A new report by The Berklett Cybersecurity Project of the Berkman Center for Internet & Society at Harvard University,“Don’t Panic: Making Progress on the ‘Going Dark’ Debate,” examines the high-profile debate around government access to encryption, and offers a new perspective gleaned from the discussion, debate, and analyses of a diverse group of security and policy experts from academia, civil society, and the U.S. intelligence community.
“Many conversations on sensitive subjects of technology and security are productive because they’re among people who already agree,” said Harvard Law School Professor Jonathan Zittrain ’95, faculty chair of the Berkman Center. “The aim of this project is to bring together people who come from very different starting points and roles, and who very rarely have a chance to speak frankly with one another.
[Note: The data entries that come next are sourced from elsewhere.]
// This Source Code Form is subject to the terms of the Mozilla Public
// License, v. 2.0. If a copy of the MPL was not distributed with this
// file, You can obtain one at https://mozilla.org/MPL/2.0/.

//! Mesh data structures

use crate::error::{Error, Result};
use nalgebra::{Point3, Vector3};

/// Triangle mesh as handed over by the host (flat, f32)
#[derive(Debug, Clone)]
pub struct Mesh {
    /// Vertex positions (x, y, z)
    pub positions: Vec<f32>,
    /// Vertex normals (nx, ny, nz)
    pub normals: Vec<f32>,
    /// Triangle indices (i0, i1, i2)
    pub indices: Vec<u32>,
}

impl Mesh {
    /// Create a new empty mesh
    pub fn new() -> Self {
        Self {
            positions: Vec::new(),
            normals: Vec::new(),
            indices: Vec::new(),
        }
    }

    /// Create a mesh with capacity
    pub fn with_capacity(vertex_count: usize, index_count: usize) -> Self {
        Self {
            positions: Vec::with_capacity(vertex_count * 3),
            normals: Vec::with_capacity(vertex_count * 3),
            indices: Vec::with_capacity(index_count),
        }
    }

    /// Build a mesh from flat buffers, checking their shape
    pub fn from_buffers(positions: Vec<f32>, normals: Vec<f32>, indices: Vec<u32>) -> Result<Self> {
        if positions.len() % 3 != 0 {
            return Err(Error::InvalidMesh(format!(
                "position buffer length {} is not a multiple of 3",
                positions.len()
            )));
        }
        if normals.len() % 3 != 0 {
            return Err(Error::InvalidMesh(format!(
                "normal buffer length {} is not a multiple of 3",
                normals.len()
            )));
        }
        Ok(Self {
            positions,
            normals,
            indices,
        })
    }

    /// Add a vertex with normal
    #[inline]
    pub fn add_vertex(&mut self, position: Point3<f64>, normal: Vector3<f64>) {
        self.positions.push(position.x as f32);
        self.positions.push(position.y as f32);
        self.positions.push(position.z as f32);

        self.normals.push(normal.x as f32);
        self.normals.push(normal.y as f32);
        self.normals.push(normal.z as f32);
    }

    /// Add a triangle
    #[inline]
    pub fn add_triangle(&mut self, i0: u32, i1: u32, i2: u32) {
        self.indices.push(i0);
        self.indices.push(i1);
        self.indices.push(i2);
    }

    /// Position of vertex `index`
    #[inline]
    pub fn position(&self, index: usize) -> Option<Point3<f64>> {
        let chunk = self.positions.get(index * 3..index * 3 + 3)?;
        Some(Point3::new(chunk[0] as f64, chunk[1] as f64, chunk[2] as f64))
    }

    /// Normal of vertex `index`
    #[inline]
    pub fn normal(&self, index: usize) -> Option<Vector3<f64>> {
        let chunk = self.normals.get(index * 3..index * 3 + 3)?;
        Some(Vector3::new(chunk[0] as f64, chunk[1] as f64, chunk[2] as f64))
    }

    /// Whether every vertex has a normal
    #[inline]
    pub fn has_vertex_normals(&self) -> bool {
        self.normals.len() == self.positions.len()
    }

    /// Get vertex count
    #[inline]
    pub fn vertex_count(&self) -> usize {
        self.positions.len() / 3
    }

    /// Get triangle count (a trailing partial triangle is ignored)
    #[inline]
    pub fn triangle_count(&self) -> usize {
        self.indices.len() / 3
    }

    /// Check if mesh is empty
    #[inline]
    pub fn is_empty(&self) -> bool {
        self.positions.is_empty()
    }
}

impl Default for Mesh {
    fn default() -> Self {
        Self::new()
    }
}

/// Index buffer in the narrowest format able to address the mesh
#[derive(Debug, Clone, PartialEq, Eq)]
pub enum IndexBuffer {
    U16(Vec<u16>),
    U32(Vec<u32>),
}

impl IndexBuffer {
    /// True for the 32-bit format
    #[inline]
    pub fn is_wide(&self) -> bool {
        matches!(self, IndexBuffer::U32(_))
    }

    #[inline]
    pub fn len(&self) -> usize {
        match self {
            IndexBuffer::U16(indices) => indices.len(),
            IndexBuffer::U32(indices) => indices.len(),
        }
    }

    #[inline]
    pub fn is_empty(&self) -> bool {
        self.len() == 0
    }

    /// Index at `position`, widened to u32
    #[inline]
    pub fn get(&self, position: usize) -> Option<u32> {
        match self {
            IndexBuffer::U16(indices) => indices.get(position).map(|&i| i as u32),
            IndexBuffer::U32(indices) => indices.get(position).copied(),
        }
    }

    /// Iterate indices widened to u32
    pub fn iter(&self) -> Box<dyn Iterator<Item = u32> + '_> {
        match self {
            IndexBuffer::U16(indices) => Box::new(indices.iter().map(|&i| i as u32)),
            IndexBuffer::U32(indices) => Box::new(indices.iter().copied()),
        }
    }
}

impl Default for IndexBuffer {
    fn default() -> Self {
        IndexBuffer::U16(Vec::new())
    }
}

/// Decal mesh produced by a projection, in decal-local space
#[derive(Debug, Clone, Default)]
pub struct DecalMesh {
    /// Vertex positions (x, y, z)
    pub positions: Vec<f32>,
    /// Vertex normals (nx, ny, nz)
    pub normals: Vec<f32>,
    /// Texture coordinates (u, v)
    pub uvs: Vec<f32>,
    /// Tangents (x, y, z, w); empty until the tangent pass has run
    pub tangents: Vec<f32>,
    /// Triangle indices
    pub indices: IndexBuffer,
}

impl DecalMesh {
    /// Whether the index buffer uses the 32-bit format
    #[inline]
    pub fn index_is_wide(&self) -> bool {
        self.indices.is_wide()
    }

    /// Get vertex count
    #[inline]
    pub fn vertex_count(&self) -> usize {
        self.positions.len() / 3
    }

    /// Get triangle count
    #[inline]
    pub fn triangle_count(&self) -> usize {
        self.indices.len() / 3
    }

    /// Check if mesh is empty
    #[inline]
    pub fn is_empty(&self) -> bool {
        self.positions.is_empty()
    }

    /// Position of vertex `index`
    #[inline]
    pub fn position(&self, index: usize) -> Option<Point3<f64>> {
        let chunk = self.positions.get(index * 3..index * 3 + 3)?;
        Some(Point3::new(chunk[0] as f64, chunk[1] as f64, chunk[2] as f64))
    }

    /// Calculate bounds (min, max)
    pub fn bounds(&self) -> (Point3<f32>, Point3<f32>) {
        if self.is_empty() {
            return (Point3::origin(), Point3::origin());
        }

        let mut min = Point3::new(f32::MAX, f32::MAX, f32::MAX);
        let mut max = Point3::new(f32::MIN, f32::MIN, f32::MIN);

        self.positions.chunks_exact(3).for_each(|chunk| {
            let (x, y, z) = (chunk[0], chunk[1], chunk[2]);
            min.x = min.x.min(x);
            min.y = min.y.min(y);
            min.z = min.z.min(z);
            max.x = max.x.max(x);
            max.y = max.y.max(y);
            max.z = max.z.max(z);
        });

        (min, max)
    }
}

#[cfg(test)]
mod tests {
    use super::*;

    #[test]
    fn test_mesh_creation() {
        let mesh = Mesh::new();
        assert!(mesh.is_empty());
        assert_eq!(mesh.vertex_count(), 0);
        assert_eq!(mesh.triangle_count(), 0);
    }

    #[test]
    fn test_add_vertex() {
        let mut mesh = Mesh::new();
        mesh.add_vertex(Point3::new(1.0, 2.0, 3.0), Vector3::new(0.0, 0.0, 1.0));
        assert_eq!(mesh.vertex_count(), 1);
        assert_eq!(mesh.positions, vec![1.0, 2.0, 3.0]);
        assert_eq!(mesh.normals, vec![0.0, 0.0, 1.0]);
        assert_eq!(mesh.position(0), Some(Point3::new(1.0, 2.0, 3.0)));
        assert_eq!(mesh.normal(1), None);
    }

    #[test]
    fn test_from_buffers_rejects_ragged_positions() {
        assert!(Mesh::from_buffers(vec![0.0; 4], vec![], vec![]).is_err());
        assert!(Mesh::from_buffers(vec![0.0; 3], vec![0.0; 2], vec![]).is_err());

        let mesh = Mesh::from_buffers(vec![0.0; 9], vec![], vec![0, 1, 2, 0]).unwrap();
        assert!(!mesh.has_vertex_normals());
        assert_eq!(mesh.triangle_count(), 1);
    }

    #[test]
    fn test_index_buffer() {
        let narrow = IndexBuffer::U16(vec![0, 1, 2]);
        assert!(!narrow.is_wide());
        assert_eq!(narrow.get(2), Some(2));
        assert_eq!(narrow.iter().collect::<Vec<_>>(), vec![0, 1, 2]);

        let wide = IndexBuffer::U32(vec![70_000]);
        assert!(wide.is_wide());
        assert_eq!(wide.len(), 1);
        assert_eq!(wide.get(1), None);
    }

    #[test]
    fn test_decal_mesh_bounds() {
        let mesh = DecalMesh {
            positions: vec![-0.5, 0.0, 0.1, 0.25, 0.5, -0.2],
            ..Default::default()
        };
        let (min, max) = mesh.bounds();
        assert_eq!(min, Point3::new(-0.5, 0.0, -0.2));
        assert_eq!(max, Point3::new(0.25, 0.5, 0.1));
    }
}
We want to come away with some common insights that could help push the discussion into some new territory.”
In this report, we’re questioning whether the ‘going dark’ metaphor used by the FBI and other government officials fully describes the future of the government’s capacity to access communications. We think it doesn’t.
Berkman Center fellow Bruce Schneier
The report takes issue with the usual framing of the encryption debate and offers context and insights that widen the scope of the conversation to more accurately reflect the surveillance landscape both now and in the future.
“In this report, we’re questioning whether the ‘going dark’ metaphor used by the FBI and other government officials fully describes the future of the government’s capacity to access communications,” said Berkman Center fellow Bruce Schneier, a cryptographer and civil liberties author. “We think it doesn’t. While it may be true that there are pockets of dimness, there other areas where communications and information are actually becoming more illuminated, opening up more vectors for surveillance.”
“There’s no question that the use of encryption impedes government surveillance of terrorists and criminals,” said Harvard Law School Lecturer on Law Matthew Olsen ’88, former Director of the National Counterterrorism Center. “And we take seriously the concerns of the FBI and others about encryption. We looked forward to consider the overall trajectory of technology and surveillance, and identified points of consensus about the government’s ability to collect information necessary to protect the public.”
Set within the recent implementation of encryption by various companies and the recent history of the government’s increasing concerns, the report outlines how market forces and commercial interests as well as the increasing prevalence of networked sensors in machines and everyday appliances point to a future with more opportunities for surveillance, not less.
The group and report’s signatories include high-profile individuals who bring a spectrum of perspectives to the table. “The sign-on from this set of participants is unique. These are people who were likely to disagree about many things in the debate, and yet we found common ground,” said Senior Researcher David O’Brien.
The Berkman Center for Internet & Society’s Berklett Cybersecurity Project is led by Zittrain, Olsen, and Schneier. The name “Berklett” is a portmanteau of “Berkman” and “Hewlett,” as in the William and Flora Hewlett Foundation, which generously supports the effort.